# What is being asked:
Extract every line below that contains the word "undone".

======== Data supplied ========

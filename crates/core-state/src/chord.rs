use std::time::Duration;

use core_timer::{Scheduler, TimerHandle, TimerKind};
use tracing::debug;

/// First-half-pressed flag of the two-key chord plus the timer that expires it.
///
/// `active` is true only between [`arm`](ChordState::arm) and the first of: the expiry timer
/// firing, [`complete`](ChordState::complete). Re-arming restarts the window.
#[derive(Debug, Default, Clone)]
pub struct ChordState {
    active: bool,
    timer: Option<TimerHandle>,
}

impl ChordState {
    pub fn new() -> Self {
        Self::default()
    }

    pub fn is_active(&self) -> bool {
        self.active
    }

    pub fn timer(&self) -> Option<TimerHandle> {
        self.timer
    }

    pub fn arm<S: Scheduler + ?Sized>(&mut self, scheduler: &mut S, window: Duration) {
        if let Some(prev) = self.timer.take() {
            scheduler.cancel(prev);
        }
        let handle = scheduler.schedule(window, TimerKind::ChordExpiry);
        self.active = true;
        self.timer = Some(handle);
        debug!(target: "state.chord", %handle, window_ms = window.as_millis() as u64, "chord_armed");
    }

    /// Finish the chord. Returns `false` when no chord was pending.
    pub fn complete<S: Scheduler + ?Sized>(&mut self, scheduler: &mut S) -> bool {
        if !self.active {
            return false;
        }
        self.active = false;
        if let Some(handle) = self.timer.take() {
            scheduler.cancel(handle);
        }
        debug!(target: "state.chord", "chord_completed");
        true
    }

    /// Expiry timer fired. Stale handles (timer already replaced or cancelled) are ignored.
    pub fn on_timer(&mut self, handle: TimerHandle) -> bool {
        if self.timer != Some(handle) {
            debug!(target: "state.chord", %handle, "stale_expiry_ignored");
            return false;
        }
        self.active = false;
        self.timer = None;
        debug!(target: "state.chord", %handle, "chord_expired");
        true
    }
}

#[cfg(test)]
mod tests {
    use super::*;
    use core_timer::VirtualScheduler;

    const WINDOW: Duration = Duration::from_millis(2000);

    fn deliver(chord: &mut ChordState, sched: &mut VirtualScheduler, to: Duration) {
        for fired in sched.advance_to(to) {
            chord.on_timer(fired.handle);
        }
    }

    #[test]
    fn expires_after_window() {
        let mut sched = VirtualScheduler::new();
        let mut chord = ChordState::new();
        chord.arm(&mut sched, WINDOW);
        deliver(&mut chord, &mut sched, Duration::from_millis(1999));
        assert!(chord.is_active());
        deliver(&mut chord, &mut sched, Duration::from_millis(2000));
        assert!(!chord.is_active());
        assert_eq!(chord.timer(), None);
    }

    #[test]
    fn complete_cancels_timer() {
        let mut sched = VirtualScheduler::new();
        let mut chord = ChordState::new();
        chord.arm(&mut sched, WINDOW);
        assert!(chord.complete(&mut sched));
        assert_eq!(sched.pending_count(), 0);
        assert!(!chord.complete(&mut sched), "second completion has nothing to finish");
    }

    #[test]
    fn rearm_restarts_window() {
        let mut sched = VirtualScheduler::new();
        let mut chord = ChordState::new();
        chord.arm(&mut sched, WINDOW);
        deliver(&mut chord, &mut sched, Duration::from_millis(1500));
        chord.arm(&mut sched, WINDOW);
        assert_eq!(sched.pending_count(), 1, "previous expiry cancelled");
        deliver(&mut chord, &mut sched, Duration::from_millis(3000));
        assert!(chord.is_active());
        deliver(&mut chord, &mut sched, Duration::from_millis(3500));
        assert!(!chord.is_active());
    }

    #[test]
    fn stale_handle_is_ignored() {
        let mut sched = VirtualScheduler::new();
        let mut chord = ChordState::new();
        chord.arm(&mut sched, WINDOW);
        let first = chord.timer().unwrap();
        chord.arm(&mut sched, WINDOW);
        assert!(!chord.on_timer(first));
        assert!(chord.is_active());
    }
}
//! Line-oriented text transforms over a flat `String` buffer.
//!
//! The editing core keeps no line model: every transform splits the full text on
//! `\n`, rewrites one line (or splices at the cursor) and joins again. Cursor offsets
//! count Unicode scalar values, never bytes, so multi-byte text cannot split a
//! code point.

pub mod lines;

pub use lines::{
    COMMENT_PREFIX, INDENT_UNIT, byte_index, indent_line_at, is_indent_whitespace,
    leading_whitespace, locate_line, newline_with_indent, outdent_line_at, toggle_comment_at,
};
//! Collaborator seams of the editing core: the editable text surface, the event log sink and
//! the platform query.
//!
//! The core reads `current_text` / `cursor_offset`, writes through `replace_text` and
//! `append`, and never renders anything itself. In-memory implementations back the tests and
//! the replay host; [`TracingEventLog`] mirrors log lines into `tracing`.

use std::cell::RefCell;
use std::rc::Rc;

use tracing::info;

pub mod platform;

pub use platform::{FixedPlatform, HostPlatform, Platform};

/// The editable region.
pub trait TextSurface {
    fn current_text(&self) -> String;
    /// Caret position in chars, or `None` when the region has no selection range.
    fn cursor_offset(&self) -> Option<usize>;
    /// Display exactly `text`. Where the caret lands afterwards is up to the surface.
    fn replace_text(&mut self, text: &str);
}

/// Append-only, ordered log of human-readable action lines.
pub trait EventLogSink {
    fn append(&mut self, line: &str);
}

impl<T: TextSurface + ?Sized> TextSurface for &mut T {
    fn current_text(&self) -> String {
        (**self).current_text()
    }
    fn cursor_offset(&self) -> Option<usize> {
        (**self).cursor_offset()
    }
    fn replace_text(&mut self, text: &str) {
        (**self).replace_text(text)
    }
}

impl<T: EventLogSink + ?Sized> EventLogSink for &mut T {
    fn append(&mut self, line: &str) {
        (**self).append(line)
    }
}

/// Surface kept entirely in memory. The caret stays where it was, clamped to the new text.
#[derive(Debug, Clone, Default, PartialEq, Eq)]
pub struct MemorySurface {
    text: String,
    cursor: Option<usize>,
    replacements: usize,
}

impl MemorySurface {
    pub fn new() -> Self {
        Self {
            text: String::new(),
            cursor: Some(0),
            replacements: 0,
        }
    }

    pub fn with_text(text: impl Into<String>, cursor: Option<usize>) -> Self {
        Self {
            text: text.into(),
            cursor,
            replacements: 0,
        }
    }

    pub fn text(&self) -> &str {
        &self.text
    }

    /// Simulate native editing (typing/paste) changing the region's content.
    pub fn set_text(&mut self, text: impl Into<String>) {
        self.text = text.into();
        self.clamp_cursor();
    }

    pub fn set_cursor(&mut self, cursor: Option<usize>) {
        self.cursor = cursor;
    }

    /// Caret at the end of the text.
    pub fn cursor_to_end(&mut self) {
        self.cursor = Some(self.text.chars().count());
    }

    /// Number of `replace_text` calls received.
    pub fn replacements(&self) -> usize {
        self.replacements
    }

    fn clamp_cursor(&mut self) {
        let len = self.text.chars().count();
        if let Some(c) = self.cursor.as_mut() {
            *c = (*c).min(len);
        }
    }
}

impl TextSurface for MemorySurface {
    fn current_text(&self) -> String {
        self.text.clone()
    }

    fn cursor_offset(&self) -> Option<usize> {
        self.cursor
    }

    fn replace_text(&mut self, text: &str) {
        self.text = text.to_string();
        self.replacements += 1;
        self.clamp_cursor();
    }
}

/// Log lines collected in a shared vector; clones observe the same lines, so a test can keep
/// one clone while the session owns another.
#[derive(Debug, Clone, Default)]
pub struct MemoryEventLog {
    lines: Rc<RefCell<Vec<String>>>,
}

impl MemoryEventLog {
    pub fn new() -> Self {
        Self::default()
    }

    pub fn lines(&self) -> Vec<String> {
        self.lines.borrow().clone()
    }

    pub fn len(&self) -> usize {
        self.lines.borrow().len()
    }

    pub fn is_empty(&self) -> bool {
        self.lines.borrow().is_empty()
    }

    pub fn last(&self) -> Option<String> {
        self.lines.borrow().last().cloned()
    }

    pub fn contains(&self, line: &str) -> bool {
        self.lines.borrow().iter().any(|l| l == line)
    }

    pub fn clear(&self) {
        self.lines.borrow_mut().clear();
    }
}

impl EventLogSink for MemoryEventLog {
    fn append(&mut self, line: &str) {
        self.lines.borrow_mut().push(line.to_string());
    }
}

/// Mirrors every line to `tracing` (INFO, target `surface.log`) before forwarding it to an
/// inner sink.
#[derive(Debug, Clone, Default)]
pub struct TracingEventLog<L> {
    inner: L,
}

impl<L: EventLogSink> TracingEventLog<L> {
    pub fn new(inner: L) -> Self {
        Self { inner }
    }

    pub fn inner(&self) -> &L {
        &self.inner
    }
}

impl<L: EventLogSink> EventLogSink for TracingEventLog<L> {
    fn append(&mut self, line: &str) {
        info!(target: "surface.log", line, "event_log_append");
        self.inner.append(line);
    }
}
use tracing::trace;

/// Linear undo/redo history of full-text snapshots.
///
/// Invariants (hold after every public call):
/// * `undo_stack` is never empty; its first entry is the session's initial text and acts as
///   the floor undo cannot pass.
/// * The last `undo_stack` entry is the current buffer.
/// * `redo_stack` holds undone snapshots, most recently undone last, and is emptied by every
///   [`commit`](History::commit).
#[derive(Debug, Clone)]
pub struct History {
    undo_stack: Vec<String>,
    redo_stack: Vec<String>,
}

impl Default for History {
    fn default() -> Self {
        Self::new()
    }
}

impl History {
    /// History seeded with the empty document.
    pub fn new() -> Self {
        Self::with_initial(String::new())
    }

    pub fn with_initial(initial: impl Into<String>) -> Self {
        Self {
            undo_stack: vec![initial.into()],
            redo_stack: Vec::new(),
        }
    }

    /// Current buffer contents.
    pub fn current(&self) -> &str {
        self.undo_stack.last().map(String::as_str).unwrap_or("")
    }

    pub fn undo_depth(&self) -> usize {
        self.undo_stack.len()
    }

    pub fn redo_depth(&self) -> usize {
        self.redo_stack.len()
    }

    pub fn can_undo(&self) -> bool {
        self.undo_stack.len() > 1
    }

    pub fn can_redo(&self) -> bool {
        !self.redo_stack.is_empty()
    }

    /// Record `text` as the new current buffer. Always pushes, even when `text` equals the
    /// current snapshot; the redo branch is discarded.
    pub fn commit(&mut self, text: impl Into<String>) {
        self.undo_stack.push(text.into());
        trace!(target: "state.history", undo_depth = self.undo_stack.len(), redo_depth = self.redo_stack.len(), "commit");
        if !self.redo_stack.is_empty() {
            self.redo_stack.clear();
            trace!(target: "state.history", "redo_stack_cleared_on_new_edit");
        }
    }

    /// Step back one snapshot. Returns `false` (and changes nothing) at the floor.
    pub fn undo(&mut self) -> bool {
        if !self.can_undo() {
            trace!(target: "state.history", undo_depth = self.undo_stack.len(), "undo_at_floor");
            return false;
        }
        if let Some(current) = self.undo_stack.pop() {
            self.redo_stack.push(current);
        }
        trace!(target: "state.history", undo_depth = self.undo_stack.len(), redo_depth = self.redo_stack.len(), "undo_pop");
        true
    }

    /// Re-apply the most recently undone snapshot. Returns `false` when nothing was undone.
    pub fn redo(&mut self) -> bool {
        match self.redo_stack.pop() {
            Some(next) => {
                self.undo_stack.push(next);
                trace!(target: "state.history", undo_depth = self.undo_stack.len(), redo_depth = self.redo_stack.len(), "redo_pop");
                true
            }
            None => {
                trace!(target: "state.history", "redo_empty");
                false
            }
        }
    }
}
//! Dispatcher applying a resolved `Shortcut` to editor state.
//!
//! Sub-modules:
//! * `edit`  - line transforms (indent, outdent, newline with indent, comment toggle)
//! * `chord` - arming and completing the two-key chord
//! * `undo`  - history stepping
//!
//! Every keydown is logged as `keydown: <key>` before anything else runs. Handled shortcuts
//! append their own action line last, after all state changes for the event are done.

use std::time::Duration;

use core_events::KeyEvent;
use core_keymap::{Keymap, Shortcut};
use core_state::EditorState;
use core_surface::{EventLogSink, TextSurface};
use core_timer::Scheduler;
use tracing::debug;

mod chord;
mod edit;
mod undo;

/// Result of dispatching a single keydown.
#[derive(Debug, Clone, Copy, PartialEq, Eq)]
pub struct DispatchResult {
    /// The host must suppress its default handling of the key.
    pub prevent_default: bool,
    /// The surface text was replaced.
    pub text_changed: bool,
}

impl DispatchResult {
    pub fn pass_through() -> Self {
        Self {
            prevent_default: false,
            text_changed: false,
        }
    }
    pub fn handled() -> Self {
        Self {
            prevent_default: true,
            text_changed: false,
        }
    }
    pub fn edited() -> Self {
        Self {
            prevent_default: true,
            text_changed: true,
        }
    }
}

/// Mutable view over everything a shortcut may touch during one event.
pub struct ActionContext<'a, S: ?Sized, L: ?Sized, T: ?Sized> {
    pub state: &'a mut EditorState,
    pub surface: &'a mut S,
    pub log: &'a mut L,
    pub scheduler: &'a mut T,
    /// How long a pending chord stays valid.
    pub chord_window: Duration,
}

/// Full keydown path: log, guard on a missing caret, resolve, run.
pub fn handle_keydown<S, L, T>(
    keymap: &Keymap,
    ev: &KeyEvent,
    ctx: &mut ActionContext<'_, S, L, T>,
) -> DispatchResult
where
    S: TextSurface + ?Sized,
    L: EventLogSink + ?Sized,
    T: Scheduler + ?Sized,
{
    ctx.log.append(&format!("keydown: {}", ev.key));

    let Some(cursor) = ctx.surface.cursor_offset() else {
        debug!(target: "actions.dispatch", key = ev.key.as_str(), "no_selection_pass_through");
        return DispatchResult::pass_through();
    };

    match keymap.resolve(ev, ctx.state.chord.is_active()) {
        Some(shortcut) => dispatch(shortcut, cursor, ctx),
        None => DispatchResult::pass_through(),
    }
}

/// Run `shortcut` with the caret at `cursor` (chars).
pub fn dispatch<S, L, T>(
    shortcut: Shortcut,
    cursor: usize,
    ctx: &mut ActionContext<'_, S, L, T>,
) -> DispatchResult
where
    S: TextSurface + ?Sized,
    L: EventLogSink + ?Sized,
    T: Scheduler + ?Sized,
{
    let result = match shortcut {
        Shortcut::Indent
        | Shortcut::Outdent
        | Shortcut::EnterIndent
        | Shortcut::ToggleComment => edit::handle_edit(shortcut, cursor, ctx),
        Shortcut::ChordStart => chord::handle_chord_start(ctx),
        Shortcut::ChordComplete => chord::handle_chord_complete(ctx),
        // Persistence belongs to the host; the core only acknowledges the request.
        Shortcut::Save => DispatchResult::handled(),
        Shortcut::Undo => undo::handle_undo(ctx),
        Shortcut::Redo => undo::handle_redo(ctx),
    };
    ctx.log.append(shortcut.log_line());
    debug!(
        target: "actions.dispatch",
        ?shortcut,
        cursor,
        text_changed = result.text_changed,
        history_size = ctx.state.history.undo_depth(),
        "dispatched"
    );
    result
}

#[cfg(test)]
mod tests {
    use super::*;
    use core_surface::{MemoryEventLog, MemorySurface};
    use core_timer::VirtualScheduler;

    #[test]
    fn missing_caret_logs_then_passes_through() {
        let mut state = EditorState::new();
        let mut surface = MemorySurface::with_text("abc", None);
        let log = MemoryEventLog::new();
        let mut sink = log.clone();
        let mut sched = VirtualScheduler::new();
        let mut ctx = ActionContext {
            state: &mut state,
            surface: &mut surface,
            log: &mut sink,
            scheduler: &mut sched,
            chord_window: Duration::from_millis(2000),
        };
        let r = handle_keydown(&Keymap::default(), &KeyEvent::new("Tab", false, false), &mut ctx);
        assert_eq!(r, DispatchResult::pass_through());
        assert_eq!(log.lines(), vec!["keydown: Tab"]);
        assert_eq!(surface.text(), "abc");
        assert_eq!(state.history.undo_depth(), 1);
    }
}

========

# Answer box:
/// * `redo_stack` holds undone snapshots, most recently undone last, and is emptied by every
    /// Re-apply the most recently undone snapshot. Returns `false` when nothing was undone.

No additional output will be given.